*Your assignment*: Search the entries below for the word "NormalFrameRule" and copy every line where it appears.

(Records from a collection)
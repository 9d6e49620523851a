//! Anatomical side selection.

#[cfg(feature = "serde")]
use serde::{Deserialize, Serialize};

/// The anatomical side a component is planned for.
///
/// `None` marks both "no side requested yet" on a configuration and
/// "side-free" on symmetric (straight-stem) components.
#[derive(Debug, Clone, Copy, PartialEq, Eq, Hash, Default)]
#[cfg_attr(feature = "serde", derive(Serialize, Deserialize))]
pub enum AnatomSide {
    /// No side / side-free.
    #[default]
    None,
    /// Patient left.
    Left,
    /// Patient right.
    Right,
}

impl AnatomSide {
    /// True when a concrete side (left or right) is selected.
    #[inline]
    #[must_use]
    pub fn is_set(self) -> bool {
        self != Self::None
    }
}

#[cfg(test)]
mod tests {
    use super::*;

    #[test]
    fn test_default_is_none() {
        assert_eq!(AnatomSide::default(), AnatomSide::None);
        assert!(!AnatomSide::None.is_set());
        assert!(AnatomSide::Left.is_set());
        assert!(AnatomSide::Right.is_set());
    }
}
/// Everything that defines one product line, built once at startup and
/// read-only afterwards.
#[derive(Debug, Clone, PartialEq)]
pub struct ProductDefinition {
    /// Registry company name, e.g. `"JNJ"`.
    pub company_name: &'static str,
    /// Registry product name, e.g. `"CORAIL"`.
    pub product_name: &'static str,
    /// Scheme revision.
    pub revision: u32,
    /// Inclusive label block owned by this product line.
    pub label_block: (ShapeLabel, ShapeLabel),
    /// Stem families; disjoint, contiguous, fixed at definition time.
    pub sub_ranges: Vec<SubRange>,
    /// Inclusive head label block.
    pub head_block: (ShapeLabel, ShapeLabel),
    /// Cutplane marker label.
    pub cutplane_label: ShapeLabel,
    /// Inclusive sub-range marker block, when the product allocates one.
    pub marker_block: Option<(ShapeLabel, ShapeLabel)>,
    /// Default stem label (right side / side-free).
    pub default_stem: ShapeLabel,
    /// Default stem label for left-side planning on side-specific products.
    pub default_stem_left: Option<ShapeLabel>,
    /// Default head label.
    pub default_head: ShapeLabel,
    /// Side requirement for validation.
    pub side_requirement: SideRequirement,
    /// Side stamped on validated assemblies.
    pub side_stamp: SideStamp,
    /// Calibration landmark tables.
    pub landmarks: LandmarkData,
    /// Authored similar-size rules.
    pub similar_rules: Vec<SimilarRule>,
    /// Authored chain table, shared by resolver and composer.
    pub chains: Vec<ChainRule>,
    /// Orientation of the component's stem frame; identity for products
    /// calibrated directly in the component frame.
    pub frame_spin: UnitQuaternion<f64>,
    /// Head seating parameters.
    pub head_seating: HeadSeating,
    /// Resection-plane parameters.
    pub cut_plane: CutPlaneRule,
    /// Cutplane bounding-box parameters.
    pub cut_bbox: CutBboxRule,
    /// Stem-to-stem transform table.
    pub stem_shift: StemShiftTable,
    /// Normal-frame orientation.
    pub normal_frame: NormalFrameRule,
    /// Anatomical fine-adjustment rule.
    pub ff_offset: FfOffsetRule,
}

impl ProductDefinition {
    /// Index into `sub_ranges` of the family with the given marker.
    #[must_use]
    pub fn range_index_of_marker(&self, marker: ShapeLabel) -> Option<usize> {
        self.sub_ranges.iter().position(|r| r.marker == marker)
    }

    /// The sub-range with the given marker.
    #[must_use]
    pub fn sub_range_by_marker(&self, marker: ShapeLabel) -> Option<&SubRange> {
        self.sub_ranges.iter().find(|r| r.marker == marker)
    }

    /// The authored similar rule for a marker pair.
    #[must_use]
    pub fn similar_rule(&self, source: ShapeLabel, target: ShapeLabel) -> Option<&SimilarRule> {
        self.similar_rules
            .iter()
            .find(|r| r.source == source && r.target == target)
    }

    /// The authored chain for a marker pair.
    #[must_use]
    pub fn chain(&self, source: ShapeLabel, target: ShapeLabel) -> Option<&ChainRule> {
        self.chains
            .iter()
            .find(|c| c.source == source && c.target == target)
    }

    /// Default stem label for the given planning side.
    #[must_use]
    pub fn default_stem_for(&self, side: AnatomSide) -> ShapeLabel {
        match side {
            AnatomSide::Left => self.default_stem_left.unwrap_or(self.default_stem),
            AnatomSide::None | AnatomSide::Right => self.default_stem,
        }
    }
}

#[cfg(test)]
pub(crate) mod tests_fixture {
    //! A synthetic three-family product line exercising every rule variant.

    use implant_types::{axis_angle_deg, LandmarkSet, Point3, Vector3};
    use nalgebra::UnitQuaternion;

    use super::*;

    const BASE: u32 = 1_000;

    /// STD: 11 sizes, LAT: 9 sizes (collared), SN: 11 sizes.
    ///
    /// Rules: STD->LAT shift -1 with barred extremes, LAT->STD shift +1,
    /// STD<->SN remap on the top sizes; LAT<->SN have no direct rule and
    /// chain through STD. Stem shifts mirror the same pairing.
    pub(crate) fn two_family_product() -> ProductDefinition {
        let s3 = |i: u32| ShapeLabel::new(BASE + i);

        let std = SubRange {
            marker: s3(36),
            label0: s3(0),
            max_offset: 10,
            name: "STD",
            collared: false,
            side: AnatomSide::None,
        };
        let lat = SubRange {
            marker: s3(37),
            label0: s3(11),
            max_offset: 8,
            name: "LAT",
            collared: true,
            side: AnatomSide::None,
        };
        let sn = SubRange {
            marker: s3(38),
            label0: s3(20),
            max_offset: 10,
            name: "SN",
            collared: false,
            side: AnatomSide::None,
        };

        let rows_for = |count: u32, base: f64| -> Vec<LandmarkSet> {
            (0..count)
                .map(|k| {
                    let v = base + f64::from(k);
                    LandmarkSet {
                        neck_origin: Point3::new(-v, 0.0, v),
                        distal_ref: Point3::new(-v - 10.0, 0.0, v - 8.0),
                        head_target: Point3::new(-v - 25.0, 0.0, v + 25.0),
                    }
                })
                .collect()
        };

        let similar_rules = vec![
            SimilarRule {
                source: std.marker,
                target: lat.marker,
                rule: OffsetRule::Shift(-1),
                barred: vec![0, 10],
            },
            SimilarRule::shift(lat.marker, std.marker, 1),
            SimilarRule {
                source: std.marker,
                target: sn.marker,
                rule: OffsetRule::Remap(vec![(9, 10)]),
                barred: vec![],
            },
            SimilarRule {
                source: sn.marker,
                target: std.marker,
                rule: OffsetRule::Remap(vec![(10, 9)]),
                barred: vec![],
            },
        ];

        let chains = vec![
            ChainRule {
                source: sn.marker,
                target: lat.marker,
                hops: vec![ChainHop {
                    range: std.marker,
                    anchor: ChainAnchor::Origin,
                }],
            },
            ChainRule {
                source: lat.marker,
                target: sn.marker,
                hops: vec![ChainHop {
                    range: std.marker,
                    anchor: ChainAnchor::Target,
                }],
            },
        ];

        let z_up: Vec<f64> = vec![0.0, 5.0, 5.2, 5.4, 5.6, 5.8, 6.0, 6.2, 6.4, 6.6, 0.0];
        let z_down: Vec<f64> = vec![5.0, 5.2, 5.4, 5.6, 5.8, 6.0, 6.2, 6.4, 6.6];
        let stem_shift = StemShiftTable {
            pairs: vec![
                (std.marker, std.marker, StemShiftRule::AlignNeckOrigin),
                (std.marker, sn.marker, StemShiftRule::AlignNeckOrigin),
                (sn.marker, std.marker, StemShiftRule::AlignNeckOrigin),
                (sn.marker, sn.marker, StemShiftRule::AlignNeckOrigin),
                (lat.marker, lat.marker, StemShiftRule::AlignNeckOrigin),
                (
                    std.marker,
                    lat.marker,
                    StemShiftRule::AxialShift {
                        axis: Vector3::z(),
                        by_offset: z_up,
                    },
                ),
                (
                    lat.marker,
                    std.marker,
                    StemShiftRule::AxialShift {
                        axis: -Vector3::z(),
                        by_offset: z_down,
                    },
                ),
            ],
            fallback: StemShiftRule::AlignDistalRef,
        };

        ProductDefinition {
            company_name: "ACME",
            product_name: "TESTSTEM",
            revision: 1,
            label_block: (s3(0), s3(38)),
            sub_ranges: vec![std.clone(), lat.clone(), sn],
            head_block: (s3(32), s3(35)),
            cutplane_label: s3(31),
            marker_block: Some((s3(36), s3(38))),
            default_stem: s3(5),
            default_stem_left: None,
            default_head: s3(33),
            side_requirement: SideRequirement::Required,
            side_stamp: SideStamp::None,
            landmarks: LandmarkData {
                rows: vec![rows_for(11, 11.0), rows_for(9, 15.0), rows_for(11, 9.0)],
                shaft_angles: vec![45.0, 55.0, 45.0],
            },
            similar_rules,
            chains,
            frame_spin: UnitQuaternion::identity(),
            head_seating: HeadSeating {
                lengths: vec![
                    (s3(32), -3.5),
                    (s3(33), 0.0),
                    (s3(34), 3.5),
                    (s3(35), 7.0),
                ],
                family_corrections: vec![(lat.marker, 1.0)],
            },
            cut_plane: CutPlaneRule {
                orientation: axis_angle_deg(&Vector3::y_axis(), -45.0)
                    * axis_angle_deg(&Vector3::x_axis(), 90.0),
                collar_offset: -0.1,
            },
            cut_bbox: CutBboxRule {
                half_extents: Vector3::new(25.0, 25.0, 25.0),
                at_neck_origin: true,
            },
            stem_shift,
            normal_frame: NormalFrameRule::fixed(axis_angle_deg(&Vector3::z_axis(), 180.0)),
            ff_offset: FfOffsetRule::Constant(Vector3::new(12.0, 0.0, 0.0)),
        }
    }
}
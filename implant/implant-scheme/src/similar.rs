//! Similar-size resolution across sub-ranges.

use implant_types::ShapeLabel;

use crate::classify::{LabelClassifier, LabelKind};
use crate::definition::{OffsetRule, ProductDefinition};
use crate::error::{SchemeError, SchemeResult};

/// Resolves the "equivalent size" of a stem in another sub-range.
///
/// Resolution is rule-table driven: identity, clamped shift or explicit
/// remap per authored `(source, target)` pair. Pairs without a rule but with
/// an entry in the product's chain table resolve recursively through the
/// enumerated intermediate families; everything else falls back to keeping
/// the offset, clamped into the target family.
///
/// When the exact size has no correspondent in the target family (barred
/// extremes), the source label is returned unchanged - the explicit "no
/// similar size exists" signal. That case is policy, not an error.
#[derive(Debug, Clone, Copy)]
pub struct SimilarLabelResolver<'a> {
    def: &'a ProductDefinition,
}

impl<'a> SimilarLabelResolver<'a> {
    /// Creates a resolver over `def`.
    #[must_use]
    pub fn new(def: &'a ProductDefinition) -> Self {
        Self { def }
    }

    /// The most similar label to `label` within the sub-range named by
    /// `target_marker`.
    ///
    /// `label` must name a stem or a sub-range marker of this product line;
    /// `target_marker` must name one of its sub-ranges.
    pub fn similar_label(
        &self,
        label: ShapeLabel,
        target_marker: ShapeLabel,
    ) -> SchemeResult<ShapeLabel> {
        let target_index = self
            .def
            .range_index_of_marker(target_marker)
            .ok_or(SchemeError::UnknownSubRange {
                marker: target_marker,
            })?;
        let target = &self.def.sub_ranges[target_index];

        let classifier = LabelClassifier::new(self.def);
        let (source_index, offset) = match classifier.classify(label) {
            LabelKind::Stem(stem) => (stem.range_index, stem.offset),
            // A sub-range marker stands for its family at offset 0.
            LabelKind::RangeMarker => match self.def.range_index_of_marker(label) {
                Some(index) => (index, 0),
                None => return Err(SchemeError::NotAStem { label }),
            },
            _ => return Err(SchemeError::NotAStem { label }),
        };
        let source_marker = self.def.sub_ranges[source_index].marker;

        if let Some(rule) = self.def.similar_rule(source_marker, target_marker) {
            if rule.barred.contains(&offset) {
                return Ok(label);
            }
            let adjusted = match &rule.rule {
                OffsetRule::Identity => i64::from(offset),
                OffsetRule::Shift(delta) => i64::from(offset) + i64::from(*delta),
                OffsetRule::Remap(map) => map
                    .iter()
                    .find(|(from, _)| *from == offset)
                    .map_or(i64::from(offset), |(_, to)| i64::from(*to)),
            };
            return Ok(target.label_at(clamp_offset(adjusted, target.max_offset)));
        }

        if let Some(chain) = self.def.chain(source_marker, target_marker) {
            // Walk the enumerated intermediates; each hop is itself a
            // direct rule of the product. Chain anchors matter only for
            // transform composition - size resolution always advances from
            // the source end.
            let mut current = label;
            for hop in &chain.hops {
                current = self.similar_label(current, hop.range)?;
            }
            return self.similar_label(current, target_marker);
        }

        Ok(target.label_at(clamp_offset(i64::from(offset), target.max_offset)))
    }
}

fn clamp_offset(offset: i64, max_offset: u32) -> u32 {
    #[allow(clippy::cast_possible_truncation, clippy::cast_sign_loss)]
    {
        offset.clamp(0, i64::from(max_offset)) as u32
    }
}

#[cfg(test)]
mod tests {
    use super::*;
    use crate::definition::tests_fixture::two_family_product;

    #[test]
    fn test_self_mapping_is_identity() {
        let def = two_family_product();
        let resolver = SimilarLabelResolver::new(&def);
        for range in &def.sub_ranges {
            for offset in 0..=range.max_offset {
                let label = range.label_at(offset);
                assert_eq!(resolver.similar_label(label, range.marker).unwrap(), label);
            }
        }
    }

    #[test]
    fn test_shift_rule_with_clamp() {
        let def = two_family_product();
        let resolver = SimilarLabelResolver::new(&def);
        let std = &def.sub_ranges[0];
        let lat = &def.sub_ranges[1];

        // STD size 5 -> LAT size 4.
        assert_eq!(
            resolver.similar_label(std.label_at(5), lat.marker).unwrap(),
            lat.label_at(4)
        );
        // LAT size 8 -> STD size 9.
        assert_eq!(
            resolver.similar_label(lat.label_at(8), std.marker).unwrap(),
            std.label_at(9)
        );
    }

    #[test]
    fn test_barred_extremes_return_source() {
        let def = two_family_product();
        let resolver = SimilarLabelResolver::new(&def);
        let std = &def.sub_ranges[0];
        let lat = &def.sub_ranges[1];

        for barred in [0, 10] {
            let source = std.label_at(barred);
            assert_eq!(resolver.similar_label(source, lat.marker).unwrap(), source);
        }
    }

    #[test]
    fn test_remap_rule() {
        let def = two_family_product();
        let resolver = SimilarLabelResolver::new(&def);
        let std = &def.sub_ranges[0];
        let sn = &def.sub_ranges[2];

        assert_eq!(
            resolver.similar_label(std.label_at(9), sn.marker).unwrap(),
            sn.label_at(10)
        );
        // Unmapped offsets carry over unchanged.
        assert_eq!(
            resolver.similar_label(std.label_at(4), sn.marker).unwrap(),
            sn.label_at(4)
        );
    }

    #[test]
    fn test_round_trip_does_not_drift() {
        let def = two_family_product();
        let resolver = SimilarLabelResolver::new(&def);
        let std = &def.sub_ranges[0];
        let lat = &def.sub_ranges[1];

        for offset in 1..=9 {
            let there = resolver.similar_label(std.label_at(offset), lat.marker).unwrap();
            let back = resolver.similar_label(there, std.marker).unwrap();
            assert_eq!(back, std.label_at(offset));
        }
    }

    #[test]
    fn test_chained_resolution_through_intermediate() {
        let def = two_family_product();
        let resolver = SimilarLabelResolver::new(&def);
        let lat = &def.sub_ranges[1];
        let sn = &def.sub_ranges[2];

        // SN -> LAT has no direct rule: SN 5 -> STD 5 -> LAT 4.
        assert_eq!(
            resolver.similar_label(sn.label_at(5), lat.marker).unwrap(),
            lat.label_at(4)
        );
        // And the remap propagates through: SN 10 -> STD 9 -> LAT 8.
        assert_eq!(
            resolver.similar_label(sn.label_at(10), lat.marker).unwrap(),
            lat.label_at(8)
        );
    }

    #[test]
    fn test_range_marker_resolves_at_offset_zero() {
        let def = two_family_product();
        let resolver = SimilarLabelResolver::new(&def);
        let std = &def.sub_ranges[0];
        let sn = &def.sub_ranges[2];

        assert_eq!(
            resolver.similar_label(std.marker, sn.marker).unwrap(),
            sn.label_at(0)
        );
    }

    #[test]
    fn test_unknown_target_is_an_error() {
        let def = two_family_product();
        let resolver = SimilarLabelResolver::new(&def);
        let std = &def.sub_ranges[0];
        let err = resolver
            .similar_label(std.label_at(0), ShapeLabel::new(1))
            .unwrap_err();
        assert_eq!(err, SchemeError::UnknownSubRange { marker: ShapeLabel::new(1) });
    }

    #[test]
    fn test_head_label_source_is_an_error() {
        let def = two_family_product();
        let resolver = SimilarLabelResolver::new(&def);
        let err = resolver
            .similar_label(def.default_head, def.sub_ranges[0].marker)
            .unwrap_err();
        assert_eq!(
            err,
            SchemeError::NotAStem {
                label: def.default_head
            }
        );
    }
}
//! Core value types for the implant catalog-scheme engine.
//!
//! This crate provides the foundational types shared by every product line:
//!
//! - [`ShapeLabel`] - Opaque ordered integer identifier for one catalog entity
//! - [`SubRange`] - A named family of stem sizes within a product line
//! - [`LandmarkSet`] - Calibrated landmark points for one stem size
//! - [`ImplantConfiguration`] - The caller-owned planning record
//! - [`Plane3`] - A plane as point + unit normal
//! - [`Aabb`] - Axis-aligned bounding box
//! - [`RigidTransform`] - Rotation + translation, with composition and inverse
//!
//! # Layer 0
//!
//! This crate depends only on `nalgebra` (and optionally `serde`); it carries
//! no engine logic. All coordinates are `f64` millimeters in the component's
//! local frame unless stated otherwise.
//!
//! # Label stability
//!
//! Label integers are allocated once per product line at definition time and
//! never renumbered. Persisted surgical plans reference these integers
//! directly, so changing an existing label's value breaks saved plans.

#![warn(missing_docs)]
#![warn(clippy::all)]
#![warn(clippy::pedantic)]
#![cfg_attr(not(test), deny(clippy::unwrap_used, clippy::expect_used))]

mod bounds;
mod config;
mod label;
mod landmark;
mod plane;
mod side;
mod subrange;
mod transform;

pub use bounds::Aabb;
pub use config::ImplantConfiguration;
pub use label::ShapeLabel;
pub use landmark::LandmarkSet;
pub use plane::Plane3;
pub use side::AnatomSide;
pub use subrange::SubRange;
pub use transform::{axis_angle_deg, RigidTransform};

// Re-export nalgebra types for convenience
pub use nalgebra::{Point3, UnitQuaternion, Vector3};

*Answer box*:
    pub normal_frame: NormalFrameRule,
            normal_frame: NormalFrameRule::fixed(axis_angle_deg(&Vector3::z_axis(), 180.0)),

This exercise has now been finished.